Je suis absolument certain que j’ai dû avoir une vie antérieure à celle que
je mène actuellement. J’aime la chanson réaliste, celle des faubourgs de
Montmartre et de Ménilmontant.
De Bruant à Gréco
Oui, j’aime cette culture typiquement parisienne qui fleure bon le pavé
et l’image d’Épinal du poulbot. Le Paris du début du XXe siècle avec ses
cabarets Montmartrois, les marlous de Belleville, les Apaches de
Ménilmontant, Casque d’Or et la Bande à Bonnot et, bien sûr, sa
culture.
Aristide Bruant
J’avais déjà parlé d’Aristide Bruant et de Fréhel
dans de précédentes chroniques, ainsi que d’Edith Piaf et Juliette Gréco. Tous ces artistes ont créé un style oublié de nos jours et qui parait
bien désuet aux yeux de certains, et pourtant on a-t-on fait mieux depuis
? Je ne dis pas qu’il n’y a plus d’artistes qui chantent le pavé parisien
ou des tranches de vies de tous les jours, mais ils se font rares tout
comme le talent dans l’écriture. Heureusement qu’une poignée
d’irréductibles fait toujours de la très bonne chanson, très souvent des
chanteurs indépendants, mais ce sont ceux qui ne passent pas aux heures de
grande écoute sur des radios périphériques (Ou alors sur des radios militantes comme Radio Libertaire) ou dans les émissions de Michel Drucker ! Pour n’en citer que
quelques un : Hélène Gerray, Yves Vessière, Emma Staël, Fred Daubert,
Fanchon Daemers ou Henri Tachan
pour ne citer que ceux-là, des noms qui ne diront que peu de choses à
beaucoup et pourtant ils ont presque tous eu au minimum deux chroniques
dans nos colonnes.
Juliette Gréco
Il faut aimer les chanteurs quand ils sont encore vivants. On parle du
talent des artistes après leurs morts. Et tout ceux que je viens de citer
sont dans la lignée de la chanson intelligente et réaliste, mais un
réalisme du XXIe siècle, il ne faut pas croire que la chanson réaliste a
disparu à la mort de grandes chanteuses ou chanteurs comme Juliette Gréco ou Mouloudji. Mais le fossé entre la chanson réaliste et la chanson politique est
mince et si on devait faire plus simple, même la poésie pourrait compléter
le tableau, Jacques Brel
pourrait être considéré comme un chanteur réaliste, il suffit d’écouter
certaines de ses chansons comme «l’Éclusier» ou «Fernand».
Berthe Sylva
Aristide Bruant
est surement le créateur du genre, avec sa gouaille et son langage
argotique il va chanter les masses populaires, les voyous et les filles
perdues. Les chanteuses à la voix puissante vont prendre le relais avec
Berthe Sylva,
Damia,
Fréhel,
Yvette Guilbert ou
Thérésa surnommée «la muse de la voyoucratie» qui par de grands gestes mélodramatiques et grandiloquents feront
vivre leurs chansons. Considérés comme rentrant dans la catégorie,
certains artistes comme Mistinguett et
Maurice Chevalier mettront une touche de
légèreté et d’humour dans leur répertoire, chassant la noirceur dans ce
que contenaient les textes de l’entre-deux guerres.

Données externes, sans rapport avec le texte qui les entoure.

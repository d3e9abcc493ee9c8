/// Per-route shader inputs.
///
/// `progress` is the one uniform that changes after spawn; the lifecycle
/// manager writes it once per tick and the rendering surface reads it when
/// drawing.
#[derive(Debug, Copy, Clone, PartialEq)]
pub struct RouteMaterial {
    progress: f32,
    pub color: [f32; 3],
    pub trail_length: f32,
}

impl RouteMaterial {
    pub fn new(color: [f32; 3], trail_length: f32) -> Self {
        Self {
            progress: 0.0,
            color,
            trail_length,
        }
    }

    pub fn progress(&self) -> f32 {
        self.progress
    }

    pub fn set_progress(&mut self, progress: f32) {
        self.progress = progress;
    }

    /// Opacity of the fragment at length parameter `along`.
    pub fn alpha_at(&self, along: f32) -> f32 {
        trail_alpha(along, self.progress, self.trail_length)
    }
}

/// Trail opacity along a route tube.
///
/// Visible only between `progress - trail_length` and `progress`; opaque at the
/// head and fading out with a smoothstep towards the tail. `along` is the
/// tube's length parameter in `[0, 1]`, so a progress beyond 1 slides the
/// trail off the end of the arc.
pub fn trail_alpha(along: f32, progress: f32, trail_length: f32) -> f32 {
    if trail_length <= 0.0 {
        return 0.0;
    }
    let tail = progress - trail_length;
    if along > progress || along < tail {
        return 0.0;
    }
    smoothstep(tail, progress, along)
}

fn smoothstep(edge0: f32, edge1: f32, x: f32) -> f32 {
    let t = ((x - edge0) / (edge1 - edge0)).clamp(0.0, 1.0);
    t * t * (3.0 - 2.0 * t)
}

Même Bourvil fera une petite incursion
dans le genre avec sa chanson «Les Crayons». La chanson parodie le genre réaliste en contant
l’histoire malheureuse d’une orpheline de Ménilmontant vendant à la
sauvette des crayons, et qui est séduite par un bourgeois qui la met
enceinte et l’abandonne. L'enfant de cette fille-mère subira elle aussi
une destinée fatale. La chanson n’a rien de risible mais chanté par
Bourvil cela devient une farce.
Barbara
La chanson de la rue et de la misère va évoluer après la seconde guerre et
l’arrivée des américains. Arrive la renommée
Edith Piaf et, à Saint Germain des Près,
débute Juliette Gréco qui, tout comme
Damia, chante sur scène habillée en
noir. Et puis une nouvelle vague va apparaitre avec
Barbara,
Lucienne Boyer, Colette Renard
et Mick Micheyl avec son fameux «Un Gamin de Paris». Mais la nuance tragique du réalisme a fait place à une interprétation
plus sobre et le style d’écriture représentant la condition ouvrière a tout
simplement disparu. Les textes sont plus lyriques et poétiques, il y a
encore une chanteuse française qui perpétue la tradition : Michèle Bernard
(Qui a aussi eu sa chronique).
Félix Mayol
La chanson Réaliste, c’est une empreinte du passé que l’on écoute avec
mélancolie. L’image de Cosette et de sa mère Fantine qui seraient l'une
des plus représentatives si l’on devait parler de la condition humaine qui
nourrit les textes. Sans oublier la chanson plus exclusivement ouvrière et prolétarienne avec les textes de
Jean-Baptiste Clément.
Je n’ai cité que des femmes (Priorité au beau sexe !) parce que ces dernières étaient en forte majorité pour exprimer avec
des mots et des gestes ce que la souffrance représentait. Elles étaient
aussi l’incarnation d’une France populaire. Mais ? Et les hommes
là-dedans ? Au début du XXe siècle, ils étaient surtout cantonnés
aux rôles de chanteur à voix, aux textes légers et humoristiques et
aussi aux comiques troupiers, Dranem, Félix Mayol, Polin, Fragson
sont les noms qui couvraient les affiches des caf’conc’ parisien de
l’époque, il n’y a que son créateur Aristide Bruant
qui se distinguera dans le réalisme. Et plus tard peu d’hommes
chanteront la rue et le peuple, le terme «chanson réaliste» deviendra «Chanson à texte». Apparaitront Jean Ferrat, Léo Ferré, Mouloudji, Yves Montand, Serge Reggiani et Charles Aznavour.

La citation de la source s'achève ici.